É preciso começar pela distinção básica entre direitos humanos, deveres humanos e garantias fundamentais.
Os
direitos humanos são inatos a todos os componentes da espécie humana,
porque dizem respeito à sua dignidade de pessoas; isto é, dos únicos
seres da biosfera dotados de razão e consciência, como enfatiza o artigo
primeiro da Declaração Universal de 1948. Por isso mesmo, tais direitos
não são criados pela autoridade estatal, mas por ela simplesmente
reconhecidos. Em doutrina, faz-se, em conseqüência, a distinção entre
direitos humanos e direitos fundamentais. Estes últimos são os direitos
humanos reconhecidos nas Constituições ou nos tratados internacionais.
Em
estrita correspondência com os direitos humanos, existem os deveres
humanos. Para ilustração, basta lembrar que todos têm direito à vida,
direito esse que, em conseqüência, deve ser por todos respeitado. Os
Estados, por não serem pessoas humanas, não possuem obviamente direitos
humanos. Não obstante, todos os Estados têm deveres humanos, quando mais
não seja o de criar os meios ou instrumentos legais de proteção dos
direitos, vale dizer, de estabelecer as garantias fundamentais.
Ao
contrário dos direitos e dos deveres humanos, as garantias somente
existem quando criadas e reguladas pela autoridade competente; ou seja,
os Estados, no plano nacional ou internacional, e as organizações
internacionais, como a ONU e a OEA. Daí porque tais garantias são ditas
fundamentais e não simplesmente humanas, como os direitos.
Pois
bem, ministro Paulo Bernardo, a Constituição Brasileira reconhece o
direito à comunicação como fundamental, no art. 5°, incisos IV, IX e
XIV, e no art. 220 caput, os quais me abstenho de transcrever, mas cuja
leitura me permito recomendar-lhe vivamente.
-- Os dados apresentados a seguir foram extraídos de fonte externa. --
use eframe::egui::{ScrollArea, Ui};

use crate::data::model::{ClusterModel, Dataset, ValidatedDataset};
use crate::state::{AppState, ViewMode};
use crate::ui::{chart, plot, table};

const MAP_HEIGHT: f32 = 420.0;
const CHART_HEIGHT: f32 = 260.0;

// ---------------------------------------------------------------------------
// Central panel composition
// ---------------------------------------------------------------------------

/// Render the central panel: an upload prompt until a renderable dataset is
/// in place, then the three dashboard sections.
pub fn dashboard(ui: &mut Ui, state: &AppState) {
    let dataset = match &state.data {
        Some(ValidatedDataset::Ready(dataset)) => dataset,
        Some(ValidatedDataset::Incomplete { missing }) => {
            let message = if missing.is_empty() {
                "The uploaded file has no data rows. Open another CSV (File → Open…).".to_string()
            } else {
                format!(
                    "The uploaded file is missing required column(s): {}.",
                    missing.join(", ")
                )
            };
            prompt(ui, &message);
            return;
        }
        None => {
            prompt(ui, "Open an earthquake CSV to view clusters (File → Open…)");
            return;
        }
    };

    ScrollArea::vertical()
        .auto_shrink([false, false])
        .show(ui, |ui: &mut Ui| {
            ui.heading("Spatial distribution");
            match state.mode {
                ViewMode::Compare => {
                    ui.columns(2, |columns: &mut [Ui]| {
                        for (i, model) in ClusterModel::ALL.iter().enumerate() {
                            compare_scatter(&mut columns[i], state, dataset, *model);
                        }
                    });
                }
                ViewMode::Single(model) | ViewMode::DrillDown(model) => {
                    let color_column = dataset
                        .has_column(model.column())
                        .then(|| model.column());
                    plot::cluster_scatter(
                        ui,
                        "quake_map",
                        dataset,
                        &state.visible_indices,
                        color_column,
                        MAP_HEIGHT,
                    );
                }
            }

            ui.separator();
            ui.heading("Cluster frequency");
            match state.mode {
                ViewMode::Compare => {
                    ui.columns(2, |columns: &mut [Ui]| {
                        for (i, model) in ClusterModel::ALL.iter().enumerate() {
                            compare_bars(&mut columns[i], state, dataset, *model);
                        }
                    });
                }
                ViewMode::Single(model) | ViewMode::DrillDown(model) => {
                    if dataset.has_column(model.column()) {
                        let freq = state.frequency(model);
                        chart::frequency_bars(
                            ui,
                            "quake_freq",
                            dataset,
                            model.column(),
                            &freq,
                            CHART_HEIGHT,
                        );
                    }
                }
            }

            ui.separator();
            ui.heading("Raw data");
            table::raw_table(ui, dataset, &state.visible_indices);
        });
}

fn prompt(ui: &mut Ui, message: &str) {
    ui.centered_and_justified(|ui: &mut Ui| {
        ui.heading(message);
    });
}

/// One half of the compare view's map row.
fn compare_scatter(ui: &mut Ui, state: &AppState, dataset: &Dataset, model: ClusterModel) {
    ui.strong(model.display_name());
    if dataset.has_column(model.column()) {
        plot::cluster_scatter(
            ui,
            &format!("map_{}", model.column()),
            dataset,
            &state.visible_indices,
            Some(model.column()),
            MAP_HEIGHT,
        );
    } else {
        ui.label(format!("Column '{}' not found.", model.column()));
    }
}

/// One half of the compare view's frequency row.
fn compare_bars(ui: &mut Ui, state: &AppState, dataset: &Dataset, model: ClusterModel) {
    if !dataset.has_column(model.column()) {
        return;
    }
    ui.strong(model.display_name());
    let freq = state.frequency(model);
    chart::frequency_bars(
        ui,
        &format!("freq_{}", model.column()),
        dataset,
        model.column(),
        &freq,
        CHART_HEIGHT,
    );
}
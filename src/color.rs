use std::collections::BTreeMap;

use eframe::egui::Color32;
use palette::{Hsl, IntoColor, Srgb};

use crate::data::model::{Dataset, MISSING_LABEL};

// ---------------------------------------------------------------------------
// Color palette generator
// ---------------------------------------------------------------------------

/// Generates `n` visually distinct colours using evenly spaced hues.
pub fn generate_palette(n: usize) -> Vec<Color32> {
    if n == 0 {
        return Vec::new();
    }
    (0..n)
        .map(|i| {
            let hue = (i as f32 / n as f32) * 360.0;
            let hsl = Hsl::new(hue, 0.7, 0.5);
            let rgb: Srgb = hsl.into_color();
            Color32::from_rgb(
                (rgb.red * 255.0) as u8,
                (rgb.green * 255.0) as u8,
                (rgb.blue * 255.0) as u8,
            )
        })
        .collect()
}

// ---------------------------------------------------------------------------
// Color mapping: cluster label → Color32
// ---------------------------------------------------------------------------

/// Maps the normalized labels of one cluster column to distinct colours.
/// `"N/A"` stays gray so noise and unlabeled rows read as background.
#[derive(Debug, Clone)]
pub struct ClusterColors {
    mapping: BTreeMap<String, Color32>,
    missing: Color32,
}

impl ClusterColors {
    /// Build the mapping from a column's distinct-label index. An absent
    /// column yields an empty mapping, so every lookup falls back to gray.
    pub fn for_column(dataset: &Dataset, column: &str) -> Self {
        let labels: Vec<&String> = dataset
            .unique_labels
            .get(column)
            .map(|set| set.iter().filter(|l| l.as_str() != MISSING_LABEL).collect())
            .unwrap_or_default();

        let palette = generate_palette(labels.len());
        let mapping: BTreeMap<String, Color32> = labels
            .into_iter()
            .zip(palette)
            .map(|(label, color)| (label.clone(), color))
            .collect();

        ClusterColors {
            mapping,
            missing: Color32::GRAY,
        }
    }

    /// Look up the colour for a normalized label.
    pub fn color_for(&self, label: &str) -> Color32 {
        self.mapping.get(label).copied().unwrap_or(self.missing)
    }
}
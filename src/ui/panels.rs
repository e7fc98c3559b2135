use std::path::Path;

use anyhow::Context;
use eframe::egui::{self, Color32, RichText, Ui};

use crate::data::filter::{self, Selection};
use crate::data::model::ClusterModel;
use crate::state::{AppState, ViewMode};

// ---------------------------------------------------------------------------
// Left side panel – mode and filter controls
// ---------------------------------------------------------------------------

/// Render the left control panel.
pub fn side_panel(ui: &mut Ui, state: &mut AppState) {
    ui.heading("Visualization");
    ui.separator();

    // Owned snapshot of the choice lists so state can be mutated below.
    let available: Vec<(ClusterModel, Vec<String>)> = match state.dataset() {
        Some(dataset) => ClusterModel::ALL
            .iter()
            .copied()
            .filter(|model| dataset.has_column(model.column()))
            .map(|model| (model, filter::distinct_labels(dataset, model.column())))
            .collect(),
        None => {
            ui.label("No renderable dataset. Open a CSV via File → Open…");
            return;
        }
    };

    let current_model = state.mode.active_model().unwrap_or(ClusterModel::KMeans);

    // ---- Mode radio ----
    ui.strong("Mode");
    let mut desired = state.mode;
    ui.radio_value(&mut desired, ViewMode::Single(current_model), "Single model");
    ui.radio_value(&mut desired, ViewMode::Compare, "Compare models");
    ui.radio_value(
        &mut desired,
        ViewMode::DrillDown(current_model),
        "Single cluster",
    );
    if desired != state.mode {
        state.set_mode(desired);
    }

    // ---- Model selector (hidden in compare mode) ----
    if state.mode.active_model().is_some() {
        ui.add_space(4.0);
        ui.strong("Model");
        egui::ComboBox::from_id_salt("model_select")
            .selected_text(current_model.display_name())
            .show_ui(ui, |ui: &mut Ui| {
                for (model, _) in &available {
                    if ui
                        .selectable_label(*model == current_model, model.display_name())
                        .clicked()
                    {
                        let next = match state.mode {
                            ViewMode::DrillDown(_) => ViewMode::DrillDown(*model),
                            _ => ViewMode::Single(*model),
                        };
                        state.set_mode(next);
                    }
                }
            });
    }

    // ---- Cluster filter ----
    match state.mode {
        ViewMode::Single(model) => match available.iter().find(|(m, _)| *m == model) {
            Some((_, labels)) => label_filter(ui, state, model, labels, true),
            None => {
                ui.label(format!("Column '{}' not found.", model.column()));
            }
        },
        ViewMode::DrillDown(model) => match available.iter().find(|(m, _)| *m == model) {
            Some((_, labels)) => label_filter(ui, state, model, labels, false),
            None => {
                ui.label(format!("Column '{}' not found.", model.column()));
            }
        },
        ViewMode::Compare => {
            ui.add_space(4.0);
            ui.label("Compare mode active, filtering disabled.");
        }
    }

    // ---- Row counts ----
    ui.separator();
    ui.label(format!("Rows after filter: {}", state.visible_rows()));
    ui.label(format!("Total rows: {}", state.total_rows()));
}

/// Exact-match selector over one cluster column. `allow_all` adds the
/// wildcard entry; drill-down leaves it out.
fn label_filter(
    ui: &mut Ui,
    state: &mut AppState,
    model: ClusterModel,
    labels: &[String],
    allow_all: bool,
) {
    ui.add_space(4.0);
    ui.strong(format!("Filter by '{}'", model.column()));

    let current = state.selection(model).clone();
    let selected_text = match &current {
        Selection::All => "All".to_string(),
        Selection::Label(label) => label.clone(),
    };

    egui::ComboBox::from_id_salt("label_filter")
        .selected_text(selected_text)
        .show_ui(ui, |ui: &mut Ui| {
            if allow_all && ui.selectable_label(current.is_all(), "All").clicked() {
                state.set_selection(model, Selection::All);
            }
            for label in labels {
                let is_selected = matches!(&current, Selection::Label(l) if l == label);
                if ui.selectable_label(is_selected, label).clicked() {
                    state.set_selection(model, Selection::Label(label.clone()));
                }
            }
        });
}

// ---------------------------------------------------------------------------
// Top bar
// ---------------------------------------------------------------------------

/// Render the top menu / toolbar.
pub fn top_bar(ui: &mut Ui, state: &mut AppState) {
    egui::menu::bar(ui, |ui: &mut Ui| {
        ui.menu_button("File", |ui: &mut Ui| {
            if ui.button("Open…").clicked() {
                open_file_dialog(state);
                ui.close_menu();
            }
        });

        ui.separator();

        if let Some(dataset) = state.dataset() {
            ui.label(format!(
                "{} quakes loaded, {} visible",
                dataset.len(),
                state.visible_rows()
            ));
        }

        if state.loading {
            ui.spinner();
        }

        if let Some(msg) = &state.status_message {
            ui.label(RichText::new(msg).color(Color32::RED));
        }
    });
}

// ---------------------------------------------------------------------------
// File dialog
// ---------------------------------------------------------------------------

pub fn open_file_dialog(state: &mut AppState) {
    let file = rfd::FileDialog::new()
        .set_title("Open earthquake data")
        .add_filter("CSV", &["csv"])
        .pick_file();

    if let Some(path) = file {
        match read_upload(&path) {
            Ok(bytes) => state.ingest(&bytes),
            Err(e) => {
                log::error!("failed to read upload: {e:#}");
                state.status_message = Some(format!("Error: {e:#}"));
            }
        }
    }
}

fn read_upload(path: &Path) -> anyhow::Result<Vec<u8>> {
    std::fs::read(path).with_context(|| format!("reading {}", path.display()))
}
Mas o que significa, afinal, comunicação?
Atentemos
para a semântica. O sentido original e básico de comunicar é de pôr em
comum. A comunicação, por conseguinte, não é absolutamente aquilo que
fazem os nossos grandes veículos de imprensa, rádio e televisão; a
saber, a difusão em mão única de informações e comentários, por eles
arbitrariamente escolhidos, sem admitir réplica ou indagação por parte
do público a quem são dirigidos.
Tecnicamente,
o direito à comunicação compreende a liberdade de pôr em comum, vale
dizer, de dar a público a expressão de quaisquer opiniões, a liberdade
de criação artística ou científica, e a liberdade de informação nos dois
sentidos: o de informar e o de ser informado.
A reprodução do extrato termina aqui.